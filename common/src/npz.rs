//! NumPy archive access – `.npz` (zip of `.npy` entries) and bare `.npy`.
//!
//! Numeric arrays are decoded with `ndarray-npy`, trying the dtypes the
//! evaluation scripts are known to write.  String scalars (`np.savez(...,
//! dataset='inat_2017')`) are stored as 0-d `<U`/`|S` arrays, which
//! `ndarray-npy` does not read, so their header is parsed here.

use std::fs::File;
use std::io::{BufReader, Read};
use std::path::{Path, PathBuf};

use anyhow::{bail, Context, Result};
use ndarray::{Array, Array1, Array2, Dimension, Ix1, Ix2};
use ndarray_npy::{ReadNpyError, ReadNpyExt, ReadableElement};
use tracing::debug;

use crate::error::FigsError;

/// `.npy` magic string.
const NPY_MAGIC: &[u8; 6] = b"\x93NUMPY";

/// An opened `.npz` archive.
pub struct NpzArchive {
    archive: zip::ZipArchive<BufReader<File>>,
    path: PathBuf,
}

impl NpzArchive {
    pub fn open(path: &Path) -> Result<Self> {
        let file =
            File::open(path).with_context(|| format!("Cannot open {}", path.display()))?;
        let archive = zip::ZipArchive::new(BufReader::new(file))
            .with_context(|| format!("Not a valid npz archive: {}", path.display()))?;
        debug!("Opened {} ({} entries)", path.display(), archive.len());
        Ok(Self {
            archive,
            path: path.to_path_buf(),
        })
    }

    /// Array names, without the `.npy` suffix.
    pub fn names(&self) -> Vec<String> {
        self.archive
            .file_names()
            .map(|n| n.strip_suffix(".npy").unwrap_or(n).to_string())
            .collect()
    }

    /// Raw bytes of the `.npy` entry called `name`.
    fn entry_bytes(&mut self, name: &str) -> Result<Vec<u8>> {
        let entry_name = format!("{name}.npy");
        let mut entry = self.archive.by_name(&entry_name).with_context(|| {
            format!("Array '{name}' missing from {}", self.path.display())
        })?;
        let mut bytes = Vec::with_capacity(entry.size() as usize);
        entry
            .read_to_end(&mut bytes)
            .with_context(|| format!("Cannot read '{name}' from {}", self.path.display()))?;
        Ok(bytes)
    }

    /// A 1-D integer array converted to class ids.
    pub fn class_ids(&mut self, name: &str) -> Result<Vec<usize>> {
        let bytes = self.entry_bytes(name)?;
        decode_class_ids(name, &bytes)
    }

    /// A 0-d string array.
    pub fn string(&mut self, name: &str) -> Result<String> {
        let bytes = self.entry_bytes(name)?;
        decode_string(name, &bytes)
    }

    /// A 1-D float array, widened or narrowed to `f32`.
    pub fn array1_f32(&mut self, name: &str) -> Result<Array1<f32>> {
        let bytes = self.entry_bytes(name)?;
        decode_f32::<Ix1>(name, &bytes)
    }

    /// A 2-D float array, widened or narrowed to `f32`.
    pub fn array2_f32(&mut self, name: &str) -> Result<Array2<f32>> {
        let bytes = self.entry_bytes(name)?;
        decode_f32::<Ix2>(name, &bytes)
    }
}

/// Read a bare 2-D `.npy` file as `f32` (bool and integer masks included).
pub fn read_npy_2d(path: &Path) -> Result<Array2<f32>> {
    let bytes = std::fs::read(path).with_context(|| format!("Cannot read {}", path.display()))?;
    let name = path
        .file_stem()
        .map(|s| s.to_string_lossy().to_string())
        .unwrap_or_default();
    decode_f32::<Ix2>(&name, &bytes)
}

// ── decoding ─────────────────────────────────────────────────────────────

/// `Ok(None)` when the stored dtype is not `A`.
fn try_read<A: ReadableElement, D: Dimension>(bytes: &[u8]) -> Result<Option<Array<A, D>>> {
    match Array::<A, D>::read_npy(bytes) {
        Ok(a) => Ok(Some(a)),
        Err(ReadNpyError::WrongDescriptor(_)) => Ok(None),
        Err(e) => Err(e.into()),
    }
}

fn decode_f32<D: Dimension>(name: &str, bytes: &[u8]) -> Result<Array<f32, D>> {
    let ctx = || format!("Cannot decode array '{name}'");
    // Each dtype numpy may hand us, widened or narrowed to f32.
    macro_rules! widen {
        ($($ty:ty => $conv:expr),+ $(,)?) => {
            $(
                if let Some(a) = try_read::<$ty, D>(bytes).with_context(ctx)? {
                    return Ok(a.mapv($conv));
                }
            )+
        };
    }
    if let Some(a) = try_read::<f32, D>(bytes).with_context(ctx)? {
        return Ok(a);
    }
    widen!(
        f64 => |v: f64| v as f32,
        bool => |v: bool| if v { 1.0 } else { 0.0 },
        u8 => f32::from,
        i8 => f32::from,
        u16 => f32::from,
        i16 => f32::from,
        u32 => |v: u32| v as f32,
        i32 => |v: i32| v as f32,
        i64 => |v: i64| v as f32,
    );
    Err(unsupported(name, bytes))
}

fn decode_class_ids(name: &str, bytes: &[u8]) -> Result<Vec<usize>> {
    let ctx = || format!("Cannot decode array '{name}'");
    macro_rules! integer {
        ($($ty:ty),+) => {
            $(
                if let Some(a) = try_read::<$ty, Ix1>(bytes).with_context(ctx)? {
                    return a.iter().map(|&v| to_class_id(name, i64::from(v))).collect();
                }
            )+
        };
    }
    integer!(i64, i32, i16, u32, u16, u8);
    if let Some(a) = try_read::<u64, Ix1>(bytes).with_context(ctx)? {
        return Ok(a.iter().map(|&v| v as usize).collect());
    }
    Err(unsupported(name, bytes))
}

fn to_class_id(name: &str, v: i64) -> Result<usize> {
    usize::try_from(v).with_context(|| format!("Negative class id {v} in '{name}'"))
}

fn unsupported(name: &str, bytes: &[u8]) -> anyhow::Error {
    let descr = NpyHeader::parse(bytes)
        .map(|(h, _)| h.descr)
        .unwrap_or_else(|_| "<unreadable>".into());
    FigsError::UnsupportedDtype {
        name: name.to_string(),
        descr,
    }
    .into()
}

fn decode_string(name: &str, bytes: &[u8]) -> Result<String> {
    let (header, offset) =
        NpyHeader::parse(bytes).with_context(|| format!("Bad npy header in '{name}'"))?;
    if header.shape != "()" {
        bail!("'{name}' is not a scalar (shape {})", header.shape);
    }
    let data = &bytes[offset..];

    let (kind, width) = header.string_kind().ok_or_else(|| FigsError::UnsupportedDtype {
        name: name.to_string(),
        descr: header.descr.clone(),
    })?;

    let text = match kind {
        StringKind::Utf32 { big_endian } => {
            let needed = width * 4;
            if data.len() < needed {
                bail!("'{name}' truncated: need {needed} bytes, have {}", data.len());
            }
            data[..needed]
                .chunks_exact(4)
                .map(|c| {
                    let raw = [c[0], c[1], c[2], c[3]];
                    let code = if big_endian {
                        u32::from_be_bytes(raw)
                    } else {
                        u32::from_le_bytes(raw)
                    };
                    char::from_u32(code)
                        .with_context(|| format!("Invalid code point {code:#x} in '{name}'"))
                })
                .collect::<Result<String>>()?
        }
        StringKind::Bytes => {
            if data.len() < width {
                bail!("'{name}' truncated: need {width} bytes, have {}", data.len());
            }
            String::from_utf8(data[..width].to_vec())
                .with_context(|| format!("'{name}' is not valid UTF-8"))?
        }
    };

    Ok(text.trim_end_matches('\0').to_string())
}

// ── header ───────────────────────────────────────────────────────────────

#[derive(Debug)]
struct NpyHeader {
    descr: String,
    shape: String,
}

enum StringKind {
    Utf32 { big_endian: bool },
    Bytes,
}

impl NpyHeader {
    /// Parse the header and return it with the offset of the data block.
    fn parse(bytes: &[u8]) -> Result<(Self, usize)> {
        if bytes.len() < 10 || &bytes[..6] != NPY_MAGIC {
            bail!("missing npy magic");
        }
        let major = bytes[6];
        let (len, start) = match major {
            1 => (u16::from_le_bytes([bytes[8], bytes[9]]) as usize, 10),
            2 | 3 => {
                if bytes.len() < 12 {
                    bail!("truncated npy header");
                }
                let len = u32::from_le_bytes([bytes[8], bytes[9], bytes[10], bytes[11]]);
                (len as usize, 12)
            }
            v => bail!("unsupported npy version {v}"),
        };
        let end = start + len;
        if bytes.len() < end {
            bail!("truncated npy header");
        }
        let text = std::str::from_utf8(&bytes[start..end]).context("npy header is not text")?;

        let descr = dict_value(text, "descr")
            .map(|v| v.trim_matches(|c| c == '\'' || c == '"').to_string())
            .context("npy header has no descr")?;
        let shape = dict_value(text, "shape")
            .map(|v| v.replace(' ', ""))
            .context("npy header has no shape")?;

        Ok((Self { descr, shape }, end))
    }

    /// String dtype and its width in characters.
    fn string_kind(&self) -> Option<(StringKind, usize)> {
        let (order, rest) = self.descr.split_at(1.min(self.descr.len()));
        let (code, width) = rest.split_at(1.min(rest.len()));
        let width: usize = width.parse().ok()?;
        match (order, code) {
            ("<" | "=" | "|", "U") => Some((StringKind::Utf32 { big_endian: false }, width)),
            (">", "U") => Some((StringKind::Utf32 { big_endian: true }, width)),
            ("|" | "<" | ">" | "=", "S") => Some((StringKind::Bytes, width)),
            _ => None,
        }
    }
}

/// Raw text of `key`'s value in the Python dict literal of a npy header.
fn dict_value<'a>(header: &'a str, key: &str) -> Option<&'a str> {
    let pat = format!("'{key}':");
    let rest = header[header.find(&pat)? + pat.len()..].trim_start();
    let end = if rest.starts_with('(') {
        rest.find(')')? + 1
    } else {
        rest.find(',').or_else(|| rest.find('}'))?
    };
    Some(rest[..end].trim())
}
_ _ _ _ _
Your answer should consist of the lines from the listing that hold the word "narrowed".

    /// A 1-D float array, widened or narrowed to `f32`.
    /// A 2-D float array, widened or narrowed to `f32`.
    // Each dtype numpy may hand us, widened or narrowed to f32.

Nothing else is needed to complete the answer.